Ein weiterer Grund für den Trainermangel sei der sehr hohe Leistungsdruck. "Schon F-Jugendliche werden von großen Vereinen abgeworben", sagt Morast. Trainer stünden somit immer im Zwiespalt zwischen Spaß und Leistung. "Wer also keinen persönlichen Bezug hat, wird sich diesen Herausforderungen selten stellen, zumal es in Vereinen wie unserem nur eine geringe Aufwandsentschädigung gibt", so Morast. Und das bei zehn bis 13 Stunden Einsatz pro Woche, den ein gewissenhaft ausgeführter Trainerjob erfordern könne.

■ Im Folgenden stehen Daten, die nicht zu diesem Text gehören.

//! Bounded queue carrying info-hashes from intake to the resolver workers.
//!
//! Producers are the DHT engine's threads, consumers are the resolver pool
//! workers. What happens when the queue is full is an explicit policy.

use std::sync::Arc;

use serde::{Deserialize, Serialize};
use tokio::sync::{mpsc, Mutex};

use crate::info_hash::InfoHash;

/// Behaviour of a push when the queue is full.
#[derive(Debug, Clone, Copy, Default, PartialEq, Eq, Serialize, Deserialize)]
#[serde(rename_all = "snake_case")]
pub enum QueueFullPolicy {
    /// Wait for room. Slow resolution throttles intake.
    #[default]
    Block,
    /// Discard the hash. The cache window still allows a later retry.
    Drop,
}

/// Result of pushing a hash.
#[derive(Debug, Clone, Copy, PartialEq, Eq)]
pub enum PushResult {
    Queued,
    /// Queue full under [`QueueFullPolicy::Drop`].
    Dropped,
    /// All receivers are gone.
    Closed,
}

/// Create a queue holding at most `capacity` pending hashes.
pub fn resolve_queue(capacity: usize, policy: QueueFullPolicy) -> (QueueSender, QueueReceiver) {
    let (tx, rx) = mpsc::channel(capacity.max(1));
    (
        QueueSender { tx, policy },
        QueueReceiver {
            rx: Arc::new(Mutex::new(rx)),
        },
    )
}

/// Producer side. Cheap to clone.
#[derive(Debug, Clone)]
pub struct QueueSender {
    tx: mpsc::Sender<InfoHash>,
    policy: QueueFullPolicy,
}

impl QueueSender {
    pub fn policy(&self) -> QueueFullPolicy {
        self.policy
    }

    /// Push from a synchronous thread.
    ///
    /// Under the block policy this parks the calling thread until there is
    /// room, so it must not be called from inside the async runtime.
    pub fn push(&self, info_hash: InfoHash) -> PushResult {
        match self.policy {
            QueueFullPolicy::Block => match self.tx.blocking_send(info_hash) {
                Ok(()) => PushResult::Queued,
                Err(_) => PushResult::Closed,
            },
            QueueFullPolicy::Drop => self.try_push(info_hash),
        }
    }

    /// Push from async code.
    pub async fn push_async(&self, info_hash: InfoHash) -> PushResult {
        match self.policy {
            QueueFullPolicy::Block => match self.tx.send(info_hash).await {
                Ok(()) => PushResult::Queued,
                Err(_) => PushResult::Closed,
            },
            QueueFullPolicy::Drop => self.try_push(info_hash),
        }
    }

    fn try_push(&self, info_hash: InfoHash) -> PushResult {
        match self.tx.try_send(info_hash) {
            Ok(()) => PushResult::Queued,
            Err(mpsc::error::TrySendError::Full(_)) => PushResult::Dropped,
            Err(mpsc::error::TrySendError::Closed(_)) => PushResult::Closed,
        }
    }

    /// Hashes currently waiting.
    pub fn pending(&self) -> usize {
        self.tx.max_capacity() - self.tx.capacity()
    }
}

/// Consumer side, shared by all workers.
#[derive(Debug, Clone)]
pub struct QueueReceiver {
    rx: Arc<Mutex<mpsc::Receiver<InfoHash>>>,
}

impl QueueReceiver {
    /// Wait for the next hash. `None` once every sender is gone and the
    /// queue is drained.
    pub async fn recv(&self) -> Option<InfoHash> {
        self.rx.lock().await.recv().await
    }

    /// Take a hash if one is ready and no worker is currently waiting.
    pub fn try_recv(&self) -> Option<InfoHash> {
        self.rx.try_lock().ok()?.try_recv().ok()
    }
}
use std::path::Path;
use std::sync::Arc;

use anyhow::bail;
use librqbit::storage::{BoxStorageFactory, StorageFactory, StorageFactoryExt, TorrentStorage};
use librqbit::{ManagedTorrentShared, TorrentMetadata as RqbitTorrentMetadata};
use librqbit_core::lengths::ValidPieceIndex;
use tracing::trace;

use super::{PieceCompletion, PieceKey};
use crate::info_hash::InfoHash;

/// Storage that holds no content.
///
/// Reads fail, so the client's initial check finds no pieces and never
/// verifies one. Writes are accepted and thrown away.
pub struct ZeroContentStorage {
    info_hash: InfoHash,
    completion: Option<Arc<dyn PieceCompletion>>,
}

impl ZeroContentStorage {
    pub fn new(info_hash: InfoHash, completion: Option<Arc<dyn PieceCompletion>>) -> Self {
        Self {
            info_hash,
            completion,
        }
    }

    fn record_completed(&self, index: u32) -> anyhow::Result<()> {
        if let Some(completion) = &self.completion {
            completion.set(PieceKey::new(self.info_hash, index), true)?;
        }
        Ok(())
    }
}

impl TorrentStorage for ZeroContentStorage {
    fn init(
        &mut self,
        _shared: &ManagedTorrentShared,
        metadata: &RqbitTorrentMetadata,
    ) -> anyhow::Result<()> {
        trace!(
            info_hash = %self.info_hash,
            files = metadata.file_infos.len(),
            "Zero-content storage attached"
        );
        Ok(())
    }

    fn pread_exact(&self, file_id: usize, offset: u64, _buf: &mut [u8]) -> anyhow::Result<()> {
        bail!(
            "zero-content storage holds no data (file {}, offset {})",
            file_id,
            offset
        )
    }

    fn pwrite_all(&self, _file_id: usize, _offset: u64, _buf: &[u8]) -> anyhow::Result<()> {
        Ok(())
    }

    fn remove_file(&self, _file_id: usize, _filename: &Path) -> anyhow::Result<()> {
        Ok(())
    }

    fn remove_directory_if_empty(&self, _path: &Path) -> anyhow::Result<()> {
        Ok(())
    }

    fn ensure_file_length(&self, _file_id: usize, _length: u64) -> anyhow::Result<()> {
        Ok(())
    }

    fn take(&self) -> anyhow::Result<Box<dyn TorrentStorage>> {
        Ok(Box::new(Self::new(self.info_hash, self.completion.clone())))
    }

    fn on_piece_completed(&self, piece_index: ValidPieceIndex) -> anyhow::Result<()> {
        self.record_completed(piece_index.get())
    }
}

/// Hands a [`ZeroContentStorage`] to every torrent the client adds.
#[derive(Clone, Default)]
pub struct ZeroContentStorageFactory {
    completion: Option<Arc<dyn PieceCompletion>>,
}

impl ZeroContentStorageFactory {
    pub fn new() -> Self {
        Self::default()
    }

    /// Record piece completion in `completion`.
    pub fn with_completion(completion: Arc<dyn PieceCompletion>) -> Self {
        Self {
            completion: Some(completion),
        }
    }

    pub fn records_completion(&self) -> bool {
        self.completion.is_some()
    }

    /// Storage for one torrent.
    pub fn storage_for(&self, info_hash: InfoHash) -> ZeroContentStorage {
        ZeroContentStorage::new(info_hash, self.completion.clone())
    }
}

impl StorageFactory for ZeroContentStorageFactory {
    type Storage = ZeroContentStorage;

    fn create(
        &self,
        shared: &ManagedTorrentShared,
        _metadata: &RqbitTorrentMetadata,
    ) -> anyhow::Result<ZeroContentStorage> {
        Ok(self.storage_for(InfoHash::new(shared.info_hash.0)))
    }

    fn clone_box(&self) -> BoxStorageFactory {
        self.clone().boxed()
    }
}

Mit einem großen Banner wirbt der SV nun um Verstärkung, nicht nur im Jugendbereich. "Wer Interesse an einer Mitarbeit im Verein hat, ist herzlich willkommen. Ob im Jugend-, Herrenbereich, in der Bewirtung bei Heimspielen oder bei administrativen Aufgaben: Möglichkeiten, sich einzubringen, gibt es viele", so Geschäftsführer Klaus Zeller.

Bei den Erwachsenen sieht man sich im sportlichen Bereich gut aufgestellt. Fünf Spieler der Ersten Mannschaft haben den Verein nach der vergangenen Saison verlassen. "Die normale Fluktuation nach einer Saison", sagt Marek Zwolinski vom Spielausschuss. Gleichzeitig sind fünf neue Spieler zum Kader hinzugestoßen, sodass sich in der Breite nichts geändert hat.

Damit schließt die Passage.